Incidentally, I'm waiting for this story published in Le Devoir to get picked up in the English language media. For those who don't read French, the gist is that it appears that the Conservatives in the last election may have used the same tactics as they did in the 'in-and-out' scandal. It was a technique whereby the Conservatives essentially used local riding associations to launder money so that they could pretend that money used on the national campaign was actually being spent at the local level. This allowed them to overspend the limits on national election expenses. They have since agreed to plead guilty to this, although all the while still claiming it was just a case of difference of opinion.

Well it appears that the difference of opinion (ie illegal behaviour) continued again this time. Various Quebec local conservative ridings are claiming identical expenses of $15,000, paid to a Toronto company, and they don't actually know what they paid for.

Maybe if I become an eminent historian, I'll learn to dismiss this as a 'non-scandal' too.

Tuesday 6 March 2012

Charles Taylor Prize

I see that the Charles Taylor prize has this year gone to Andrew Westoll for his book The Chimps of Fauna Sanctuary. From the little bits of it I've seen, it seems like a fascinating book. Check it out here.

But it also makes me think of the relatively good run of winners that were, in some fashion, historical.
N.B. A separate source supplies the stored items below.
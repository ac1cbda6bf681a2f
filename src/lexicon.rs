use std::collections::{HashMap, HashSet};
use std::fs::File;
use std::io::{BufRead, BufReader};
use std::path::Path;
use std::sync::Arc;

use once_cell::sync::Lazy;
use rust_stemmers::{Algorithm, Stemmer as Snowball};

use crate::error::MeteorError;

/// Opaque identifier of one sense grouping (synonym set).
pub type SenseId = u32;

pub trait Stemmer: Send + Sync {
    fn stem(&self, word: &str) -> String;
}

pub trait SynonymLexicon: Send + Sync {
    /// Sense groupings `word` belongs to; empty for unknown words.
    fn synonym_sets(&self, word: &str) -> HashSet<SenseId>;
}

/// English Snowball (Porter2) stemmer.
pub struct SnowballStemmer {
    inner: Snowball,
}

impl SnowballStemmer {
    pub fn english() -> Self {
        Self {
            inner: Snowball::create(Algorithm::English),
        }
    }
}

impl Default for SnowballStemmer {
    fn default() -> Self {
        Self::english()
    }
}

impl Stemmer for SnowballStemmer {
    fn stem(&self, word: &str) -> String {
        self.inner.stem(word).into_owned()
    }
}

/// Synonym lexicon backed by a list of sense groupings.
///
/// The text format has one grouping per line, words separated by whitespace.
/// Blank lines and lines starting with `#` are skipped. A word may appear in
/// several groupings.
#[derive(Debug, Default, Clone)]
pub struct SynonymTable {
    senses: HashMap<String, HashSet<SenseId>>,
    n_groups: u32,
}

impl SynonymTable {
    pub fn new() -> Self {
        Self::default()
    }

    pub fn load(path: &Path) -> Result<Self, MeteorError> {
        let file = File::open(path).map_err(|e| MeteorError::io("opening synonym table", e))?;
        let table = Self::from_reader(BufReader::new(file))?;
        log::info!(
            "loaded {} synonym groups covering {} words from {}",
            table.n_groups,
            table.senses.len(),
            path.display()
        );
        Ok(table)
    }

    pub fn from_reader<R: BufRead>(reader: R) -> Result<Self, MeteorError> {
        let mut table = Self::new();
        for line in reader.lines() {
            let line = line.map_err(|e| MeteorError::io("reading synonym table", e))?;
            let line = line.trim();
            if line.is_empty() || line.starts_with('#') {
                continue;
            }
            table.add_group(line.split_whitespace());
        }
        Ok(table)
    }

    /// Registers a new sense grouping and returns its id.
    pub fn add_group<I, S>(&mut self, words: I) -> SenseId
    where
        I: IntoIterator<Item = S>,
        S: Into<String>,
    {
        let id = self.n_groups;
        self.n_groups += 1;
        for word in words {
            self.senses.entry(word.into()).or_default().insert(id);
        }
        id
    }

    pub fn n_groups(&self) -> u32 {
        self.n_groups
    }
}

impl SynonymLexicon for SynonymTable {
    fn synonym_sets(&self, word: &str) -> HashSet<SenseId> {
        self.senses.get(word).cloned().unwrap_or_default()
    }
}

/// Read-only lexical collaborators shared by every scoring call.
#[derive(Clone)]
pub struct LexicalResources {
    pub stemmer: Arc<dyn Stemmer>,
    pub synonyms: Arc<dyn SynonymLexicon>,
}

impl LexicalResources {
    pub fn new(stemmer: Arc<dyn Stemmer>, synonyms: Arc<dyn SynonymLexicon>) -> Self {
        Self { stemmer, synonyms }
    }

    pub fn with_synonyms(synonyms: SynonymTable) -> Self {
        Self::new(Arc::new(SnowballStemmer::english()), Arc::new(synonyms))
    }
}

impl Default for LexicalResources {
    fn default() -> Self {
        Self::with_synonyms(SynonymTable::new())
    }
}

static DEFAULT_RESOURCES: Lazy<Arc<LexicalResources>> =
    Lazy::new(|| Arc::new(LexicalResources::default()));

/// English stemmer with an empty synonym table, built once per process.
pub fn default_resources() -> Arc<LexicalResources> {
    Arc::clone(&DEFAULT_RESOURCES)
}
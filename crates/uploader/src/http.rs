//! HTTP storage backend.
//!
//! Async client using `reqwest` with Bearer token authentication. Chunk
//! bodies are streamed so progress can be reported while they are sent.

use bytes::Bytes;
use reqwest::header::{CONTENT_LENGTH, CONTENT_TYPE};
use stowage_protocol::constants::{
    HEADER_CHUNK_CHECKSUM, HEADER_CHUNK_INDEX, HEADER_CHUNK_NAME, HEADER_FILENAME,
    HEADER_SESSION_ID, HEADER_TOTAL_CHUNKS, abort_path, finalize_path, upload_path,
};
use stowage_protocol::{
    AbortRequest, ChunkReceipt, FileDescriptor, FinalizeRequest, encode_header_value,
};
use tracing::debug;

use crate::backend::{BackendFuture, ChunkUpload, ProgressFn, StorageBackend};
use crate::error::BackendError;

/// Size of the pieces a chunk body is streamed in.
const STREAM_PIECE: usize = 64 * 1024;

impl From<reqwest::Error> for BackendError {
    fn from(e: reqwest::Error) -> Self {
        Self::Network(e.to_string())
    }
}

/// Storage service reached over HTTP.
pub struct HttpBackend {
    http: reqwest::Client,
    base_url: String,
}

impl HttpBackend {
    /// Creates a client for the service at `base_url`.
    pub fn new(base_url: &str) -> Result<Self, BackendError> {
        let http = reqwest::Client::builder()
            .user_agent(concat!("stowage/", env!("CARGO_PKG_VERSION")))
            .build()?;
        Ok(Self {
            http,
            base_url: base_url.trim_end_matches('/').to_string(),
        })
    }

    fn url(&self, path: &str) -> String {
        format!("{}{}", self.base_url, path)
    }

    async fn send_chunk(
        &self,
        chunk: ChunkUpload,
        token: String,
        progress: ProgressFn,
    ) -> Result<ChunkReceipt, BackendError> {
        let meta = chunk.metadata;
        let len = chunk.data.len() as u64;
        let url = self.url(&upload_path(&meta.target_path));

        let resp = self
            .http
            .post(&url)
            .bearer_auth(&token)
            .header(CONTENT_TYPE, "application/octet-stream")
            .header(CONTENT_LENGTH, len)
            .header(HEADER_CHUNK_INDEX, meta.chunk_index)
            .header(HEADER_TOTAL_CHUNKS, meta.total_chunks)
            .header(HEADER_FILENAME, meta.encoded_filename())
            .header(HEADER_SESSION_ID, meta.session_id.as_str())
            .header(HEADER_CHUNK_NAME, encode_header_value(&chunk.artifact_name))
            .header(HEADER_CHUNK_CHECKSUM, meta.checksum.as_str())
            .body(progress_body(chunk.data, progress))
            .send()
            .await?;
        let resp = check_status(resp).await?;

        let body = resp.bytes().await?;
        // An empty or non-JSON 2xx body acknowledges the full chunk.
        let receipt = serde_json::from_slice::<ChunkReceipt>(&body).unwrap_or_else(|_| ChunkReceipt {
            chunk_index: meta.chunk_index,
            bytes_received: len,
            checksum: meta.checksum.clone(),
        });
        debug!(
            session = %meta.session_id,
            chunk = meta.chunk_index,
            bytes = receipt.bytes_received,
            "chunk acknowledged"
        );
        Ok(receipt)
    }

    async fn send_finalize(
        &self,
        req: FinalizeRequest,
        token: String,
    ) -> Result<FileDescriptor, BackendError> {
        let url = self.url(&finalize_path(&req.target_path));
        let resp = self.http.post(&url).bearer_auth(&token).json(&req).send().await?;
        let resp = check_status(resp).await?;
        let body = resp.bytes().await?;
        serde_json::from_slice(&body)
            .map_err(|e| BackendError::Rejected(format!("invalid finalize response: {e}")))
    }

    async fn send_abort(&self, req: AbortRequest, token: String) -> Result<(), BackendError> {
        let url = self.url(&abort_path(&req.target_path));
        let resp = self.http.post(&url).bearer_auth(&token).json(&req).send().await?;
        check_status(resp).await?;
        Ok(())
    }
}

impl StorageBackend for HttpBackend {
    fn upload_chunk(
        &self,
        chunk: ChunkUpload,
        token: String,
        progress: ProgressFn,
    ) -> BackendFuture<'_, ChunkReceipt> {
        Box::pin(self.send_chunk(chunk, token, progress))
    }

    fn finalize(&self, req: FinalizeRequest, token: String) -> BackendFuture<'_, FileDescriptor> {
        Box::pin(self.send_finalize(req, token))
    }

    fn abort(&self, req: AbortRequest, token: String) -> BackendFuture<'_, ()> {
        Box::pin(self.send_abort(req, token))
    }
}

/// Streams `data` in pieces, reporting the running total as each is handed off.
///
/// Pieces are slices of one shared buffer.
fn progress_body(data: Vec<u8>, progress: ProgressFn) -> reqwest::Body {
    let data = Bytes::from(data);
    let total = data.len();
    let stream = futures_util::stream::iter((0..total).step_by(STREAM_PIECE).map(move |start| {
        let end = (start + STREAM_PIECE).min(total);
        progress(end as u64);
        Ok::<_, std::io::Error>(data.slice(start..end))
    }));
    reqwest::Body::wrap_stream(stream)
}

async fn check_status(resp: reqwest::Response) -> Result<reqwest::Response, BackendError> {
    let status = resp.status();
    if status.is_success() {
        return Ok(resp);
    }
    let body = resp.text().await.unwrap_or_default();
    match status.as_u16() {
        401 | 403 => Err(BackendError::Unauthorized(format!("{status}: {body}"))),
        code => Err(BackendError::Http { status: code, body }),
    }
}

#[cfg(test)]
mod tests {
    use super::*;
    use std::collections::HashMap;
    use std::sync::Arc;
    use std::sync::atomic::{AtomicU64, Ordering};

    use stowage_protocol::ChunkMetadata;
    use tokio::io::{AsyncReadExt, AsyncWriteExt};
    use tokio::net::TcpListener;
    use tokio::sync::oneshot;

    struct Captured {
        request_line: String,
        headers: HashMap<String, String>,
        body: Vec<u8>,
    }

    /// Serves one request with a canned response and hands back what it saw.
    async fn serve_once(status: &'static str, body: &'static str) -> (String, oneshot::Receiver<Captured>) {
        let listener = TcpListener::bind("127.0.0.1:0").await.unwrap();
        let addr = listener.local_addr().unwrap();
        let (tx, rx) = oneshot::channel();

        tokio::spawn(async move {
            let (mut sock, _) = listener.accept().await.unwrap();
            let mut buf = Vec::new();
            let mut tmp = [0u8; 4096];
            let header_end = loop {
                let n = sock.read(&mut tmp).await.unwrap();
                buf.extend_from_slice(&tmp[..n]);
                if let Some(pos) = buf.windows(4).position(|w| w == b"\r\n\r\n") {
                    break pos + 4;
                }
            };
            let head = String::from_utf8_lossy(&buf[..header_end]).into_owned();
            let mut lines = head.split("\r\n");
            let request_line = lines.next().unwrap().to_string();
            let headers: HashMap<String, String> = lines
                .filter_map(|l| l.split_once(": "))
                .map(|(k, v)| (k.to_ascii_lowercase(), v.to_string()))
                .collect();
            let content_length: usize = headers
                .get("content-length")
                .map(|v| v.parse().unwrap())
                .unwrap_or(0);
            while buf.len() < header_end + content_length {
                let n = sock.read(&mut tmp).await.unwrap();
                buf.extend_from_slice(&tmp[..n]);
            }
            let body_bytes = buf[header_end..header_end + content_length].to_vec();

            let response = format!(
                "HTTP/1.1 {status}\r\nContent-Type: application/json\r\nContent-Length: {}\r\nConnection: close\r\n\r\n{body}",
                body.len()
            );
            sock.write_all(response.as_bytes()).await.unwrap();
            let _ = tx.send(Captured {
                request_line,
                headers,
                body: body_bytes,
            });
        });

        (format!("http://{addr}"), rx)
    }

    fn chunk(data: &[u8]) -> ChunkUpload {
        ChunkUpload {
            metadata: ChunkMetadata {
                chunk_index: 1,
                total_chunks: 3,
                filename: "my report.pdf".into(),
                target_path: "/docs/".into(),
                session_id: "1700000000000-abcdefghi".into(),
                checksum: "abc123".into(),
            },
            artifact_name: "my report_chunk_0001_1700000000000-abcdefghi.pdf".into(),
            data: data.to_vec(),
        }
    }

    #[tokio::test]
    async fn upload_chunk_sends_metadata_and_body() {
        let (url, captured) =
            serve_once("200 OK", r#"{"chunkIndex":1,"bytesReceived":5}"#).await;
        let backend = HttpBackend::new(&url).unwrap();
        let seen = Arc::new(AtomicU64::new(0));
        let s = Arc::clone(&seen);

        let receipt = backend
            .upload_chunk(chunk(b"hello"), "tok".into(), Arc::new(move |n| s.store(n, Ordering::SeqCst)))
            .await
            .unwrap();
        assert_eq!(receipt.bytes_received, 5);
        assert_eq!(seen.load(Ordering::SeqCst), 5);

        let req = captured.await.unwrap();
        assert_eq!(req.request_line, "POST /api/file/upload/docs HTTP/1.1");
        assert_eq!(req.headers["authorization"], "Bearer tok");
        assert_eq!(req.headers["x-chunk-index"], "1");
        assert_eq!(req.headers["x-total-chunks"], "3");
        assert_eq!(req.headers["x-filename"], "my%20report%2Epdf");
        assert_eq!(req.headers["x-session-id"], "1700000000000-abcdefghi");
        assert_eq!(req.headers["x-chunk-checksum"], "abc123");
        assert_eq!(req.body, b"hello");
    }

    #[tokio::test]
    async fn large_chunk_streams_in_pieces() {
        let len = 2 * STREAM_PIECE + 1000;
        let data: Vec<u8> = (0..len).map(|i| (i % 251) as u8).collect();
        let (url, captured) = serve_once("200 OK", "").await;
        let backend = HttpBackend::new(&url).unwrap();
        let reported = Arc::new(std::sync::Mutex::new(Vec::new()));
        let r = Arc::clone(&reported);

        let mut upload = chunk(&[]);
        upload.data = data.clone();
        let receipt = backend
            .upload_chunk(upload, "tok".into(), Arc::new(move |n| r.lock().unwrap().push(n)))
            .await
            .unwrap();
        assert_eq!(receipt.bytes_received, len as u64);

        let piece = STREAM_PIECE as u64;
        assert_eq!(*reported.lock().unwrap(), vec![piece, 2 * piece, len as u64]);
        let req = captured.await.unwrap();
        assert_eq!(req.headers["content-length"], len.to_string());
        assert_eq!(req.body, data);
    }

    #[tokio::test]
    async fn empty_success_body_acknowledges_whole_chunk() {
        let (url, _captured) = serve_once("200 OK", "").await;
        let backend = HttpBackend::new(&url).unwrap();
        let receipt = backend
            .upload_chunk(chunk(b"hello"), "tok".into(), Arc::new(|_| {}))
            .await
            .unwrap();
        assert_eq!(receipt.chunk_index, 1);
        assert_eq!(receipt.bytes_received, 5);
    }

    #[tokio::test]
    async fn unauthorized_is_not_retryable() {
        let (url, _captured) = serve_once("401 Unauthorized", "token expired").await;
        let backend = HttpBackend::new(&url).unwrap();
        let err = backend
            .upload_chunk(chunk(b"hello"), "tok".into(), Arc::new(|_| {}))
            .await
            .unwrap_err();
        assert!(matches!(err, BackendError::Unauthorized(_)));
        assert!(!err.is_retryable());
    }

    #[tokio::test]
    async fn server_error_is_retryable() {
        let (url, _captured) = serve_once("503 Service Unavailable", "busy").await;
        let backend = HttpBackend::new(&url).unwrap();
        let err = backend
            .upload_chunk(chunk(b"hello"), "tok".into(), Arc::new(|_| {}))
            .await
            .unwrap_err();
        match &err {
            BackendError::Http { status, body } => {
                assert_eq!(*status, 503);
                assert_eq!(body, "busy");
            }
            other => panic!("unexpected error: {other:?}"),
        }
        assert!(err.is_retryable());
    }

    #[tokio::test]
    async fn finalize_posts_json() {
        let (url, captured) = serve_once(
            "200 OK",
            r#"{"path":"docs/a.bin","name":"a.bin","size":42}"#,
        )
        .await;
        let backend = HttpBackend::new(&format!("{url}/")).unwrap();
        let desc = backend
            .finalize(
                FinalizeRequest {
                    original_filename: "a.bin".into(),
                    total_chunks: 2,
                    session_id: "s1".into(),
                    target_path: "docs".into(),
                    file_size: 42,
                },
                "tok".into(),
            )
            .await
            .unwrap();
        assert_eq!(desc.size, 42);

        let req = captured.await.unwrap();
        assert_eq!(req.request_line, "POST /api/file/finalize/docs HTTP/1.1");
        let json: serde_json::Value = serde_json::from_slice(&req.body).unwrap();
        assert_eq!(json["originalFilename"], "a.bin");
        assert_eq!(json["totalChunks"], 2);
        assert_eq!(json["fileSize"], 42);
    }

    #[tokio::test]
    async fn unreachable_server_is_network_error() {
        let listener = TcpListener::bind("127.0.0.1:0").await.unwrap();
        let addr = listener.local_addr().unwrap();
        drop(listener);

        let backend = HttpBackend::new(&format!("http://{addr}")).unwrap();
        let err = backend
            .abort(
                AbortRequest {
                    session_id: "s1".into(),
                    filename: "a.bin".into(),
                    target_path: String::new(),
                },
                "tok".into(),
            )
            .await
            .unwrap_err();
        assert!(matches!(err, BackendError::Network(_)));
        assert!(err.is_retryable());
    }
}
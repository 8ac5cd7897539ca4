//! Filesystem-backed storage.

use std::path::Path;
use std::sync::Arc;

use stowage_protocol::{AbortRequest, ChunkReceipt, FileDescriptor, FinalizeRequest};
use stowage_transfer::{ChunkStore, TransferError};

use crate::backend::{BackendFuture, ChunkUpload, ProgressFn, StorageBackend};
use crate::error::BackendError;

/// Stores chunks and assembled files under a local directory.
#[derive(Clone)]
pub struct LocalBackend {
    store: Arc<ChunkStore>,
}

impl LocalBackend {
    pub fn new(root: &Path) -> Self {
        Self {
            store: Arc::new(ChunkStore::new(root)),
        }
    }

    pub fn store(&self) -> &ChunkStore {
        &self.store
    }
}

async fn blocking<T, F>(f: F) -> Result<T, BackendError>
where
    T: Send + 'static,
    F: FnOnce() -> Result<T, TransferError> + Send + 'static,
{
    tokio::task::spawn_blocking(f)
        .await
        .map_err(|e| BackendError::Io(std::io::Error::other(e)))?
        .map_err(BackendError::from)
}

impl StorageBackend for LocalBackend {
    fn upload_chunk(
        &self,
        chunk: ChunkUpload,
        _token: String,
        progress: ProgressFn,
    ) -> BackendFuture<'_, ChunkReceipt> {
        let store = Arc::clone(&self.store);
        Box::pin(async move {
            let meta = chunk.metadata;
            let data = chunk.data;
            let checksum = meta.checksum.clone();
            let index = meta.chunk_index;
            let written = blocking(move || {
                store.write_chunk(
                    &meta.target_path,
                    &meta.session_id,
                    &meta.filename,
                    meta.chunk_index,
                    &data,
                    &meta.checksum,
                )
            })
            .await?;
            progress(written);
            Ok(ChunkReceipt {
                chunk_index: index,
                bytes_received: written,
                checksum,
            })
        })
    }

    fn finalize(&self, req: FinalizeRequest, _token: String) -> BackendFuture<'_, FileDescriptor> {
        let store = Arc::clone(&self.store);
        Box::pin(async move { blocking(move || store.combine(&req)).await })
    }

    fn abort(&self, req: AbortRequest, _token: String) -> BackendFuture<'_, ()> {
        let store = Arc::clone(&self.store);
        Box::pin(async move {
            blocking(move || store.discard(&req.target_path, &req.session_id)).await
        })
    }
}
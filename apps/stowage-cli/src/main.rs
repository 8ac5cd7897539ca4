//! Stowage command-line uploader entry point.

mod app;
mod config;

use std::path::PathBuf;

use clap::Parser;
use tracing_subscriber::EnvFilter;

/// Upload files in parallel chunks to a storage service.
#[derive(Debug, Parser)]
#[command(name = "stowage", version)]
#[command(about = "Chunked, resumable-by-retry file uploader", long_about = None)]
pub struct Args {
    /// Configuration file (defaults to ~/.config/stowage/cli.toml).
    #[arg(long, value_name = "PATH")]
    pub config: Option<PathBuf>,

    /// Store into a local directory instead of the configured server.
    #[arg(long, value_name = "DIR")]
    pub local_root: Option<PathBuf>,

    /// Destination directory on the storage side.
    #[arg(long, value_name = "PATH")]
    pub target: Option<String>,

    /// Files to upload.
    #[arg(required = true)]
    pub files: Vec<PathBuf>,
}

fn main() -> anyhow::Result<()> {
    tracing_subscriber::fmt()
        .with_env_filter(
            EnvFilter::try_from_default_env().unwrap_or_else(|_| EnvFilter::new("info")),
        )
        .init();

    let args = Args::parse();
    tracing::info!(version = env!("CARGO_PKG_VERSION"), files = args.files.len(), "starting stowage");

    let config = config::CliConfig::load(args.config.as_deref())?;
    tracing::debug!(server = %config.server_url, "configuration loaded");

    let rt = tokio::runtime::Runtime::new()?;
    rt.block_on(app::run(args, config))
}
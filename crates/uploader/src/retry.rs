use std::time::Duration;

use crate::error::BackendError;

/// Decides whether and when a failed call is attempted again.
#[derive(Debug, Clone, Copy, PartialEq, Eq)]
pub struct RetryPolicy {
    /// Attempts allowed after the first one.
    pub max_retries: u32,
    pub base_delay: Duration,
}

impl Default for RetryPolicy {
    fn default() -> Self {
        Self::new(3, Duration::from_secs(1))
    }
}

impl RetryPolicy {
    pub fn new(max_retries: u32, base_delay: Duration) -> Self {
        Self {
            max_retries,
            base_delay,
        }
    }

    /// Whether another attempt follows `attempts_made` failed ones.
    pub fn should_retry(&self, attempts_made: u32, err: &BackendError) -> bool {
        err.is_retryable() && attempts_made <= self.max_retries
    }

    /// Delay before retry number `retry` (1-based): `retry * base_delay`.
    pub fn delay_for_retry(&self, retry: u32) -> Duration {
        self.base_delay.saturating_mul(retry)
    }

    /// Total attempts a call may receive.
    pub fn max_attempts(&self) -> u32 {
        self.max_retries.saturating_add(1)
    }
}
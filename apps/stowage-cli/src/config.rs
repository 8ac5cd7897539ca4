//! CLI configuration.
//!
//! Stored as TOML:
//! - Linux: `~/.config/stowage/cli.toml`
//! - Windows: `%APPDATA%/stowage/cli.toml`

use std::path::{Path, PathBuf};

use serde::{Deserialize, Serialize};
use stowage_uploader::UploaderConfig;

/// Environment variable overriding the configured token.
pub const TOKEN_ENV: &str = "STOWAGE_TOKEN";

#[derive(Debug, Clone, PartialEq, Serialize, Deserialize)]
pub struct CliConfig {
    /// Base URL of the storage service.
    #[serde(default = "default_server_url")]
    pub server_url: String,

    /// Bearer token. Keep this file private.
    #[serde(default, skip_serializing_if = "Option::is_none")]
    pub token: Option<String>,

    #[serde(default)]
    pub uploader: UploaderConfig,
}

fn default_server_url() -> String {
    "http://localhost:8080".into()
}

impl Default for CliConfig {
    fn default() -> Self {
        Self {
            server_url: default_server_url(),
            token: None,
            uploader: UploaderConfig::default(),
        }
    }
}

impl CliConfig {
    /// Loads `path` (or the default location), creating it with defaults
    /// when missing.
    pub fn load(path: Option<&Path>) -> anyhow::Result<Self> {
        let path = match path {
            Some(p) => p.to_path_buf(),
            None => config_path(),
        };

        if path.exists() {
            let content = std::fs::read_to_string(&path)?;
            Ok(toml::from_str(&content)?)
        } else {
            let config = Self::default();
            config.save(&path)?;
            Ok(config)
        }
    }

    pub fn save(&self, path: &Path) -> anyhow::Result<()> {
        if let Some(parent) = path.parent() {
            std::fs::create_dir_all(parent)?;
        }

        let content = toml::to_string_pretty(self)?;
        std::fs::write(path, content)?;

        #[cfg(unix)]
        {
            use std::os::unix::fs::PermissionsExt;
            std::fs::set_permissions(path, std::fs::Permissions::from_mode(0o600))?;
        }

        tracing::debug!(path = %path.display(), "configuration saved");
        Ok(())
    }

    /// Token from the environment, else from the file.
    pub fn token(&self) -> Option<String> {
        self.resolve_token(std::env::var(TOKEN_ENV).ok())
    }

    fn resolve_token(&self, env: Option<String>) -> Option<String> {
        env.filter(|t| !t.trim().is_empty())
            .or_else(|| self.token.clone().filter(|t| !t.trim().is_empty()))
    }
}

fn config_path() -> PathBuf {
    #[cfg(target_os = "windows")]
    {
        let appdata =
            std::env::var("APPDATA").unwrap_or_else(|_| "C:\\Users\\Default\\AppData".into());
        PathBuf::from(appdata).join("stowage").join("cli.toml")
    }

    #[cfg(not(target_os = "windows"))]
    {
        let home = std::env::var("HOME").unwrap_or_else(|_| "/tmp".into());
        PathBuf::from(home).join(".config").join("stowage").join("cli.toml")
    }
}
In 2008 it went to Richard Gwyn for the first volume of his Sir John A Macdonald biography. Then in 2009, it went to Tim Cook for the second volume of his history of Canadians in the Great War, Shock Troops. And last year the award went to Charlie Foran's beautiful biography of Mordecai Richler. Admittedly, Foran's biography was literary but in telling the life of Richler he also made a period the past come to life, at least as Richler saw it.

I'm sure it will be history's turn again, and in another year a book that is in some measure 'historical' will win the prize. But the announcement makes me think again of how few professional historians publish books that could be considered 'literary non-fiction' - the main criteria for the Charles Taylor Prize.

Tim Cook is the only professional historian to have won the prize, and Cook's main job is as the Great War historian at the new War Museum. And he deliberately writes in a way that has 'cross-over' appeal. That is, the books are solidly researched, but he writes to a mainstream audience.

Why don't more Canadian historians do this? What's wrong with the 'literary' in 'literary non-fiction'? Questions worth asking, even if the answers take a while to produce...

Thursday 1 March 2012

A Very Tough History Quiz

Check out this very tough history quiz (that I saw because Christopher Moore linked to it on his blog). You can link to it here

I scored a 7 out of 10 but that was almost entirely a fluke as I was mostly just eliminating answers I knew were wrong and then taking barely educated guesses based on the alternatives.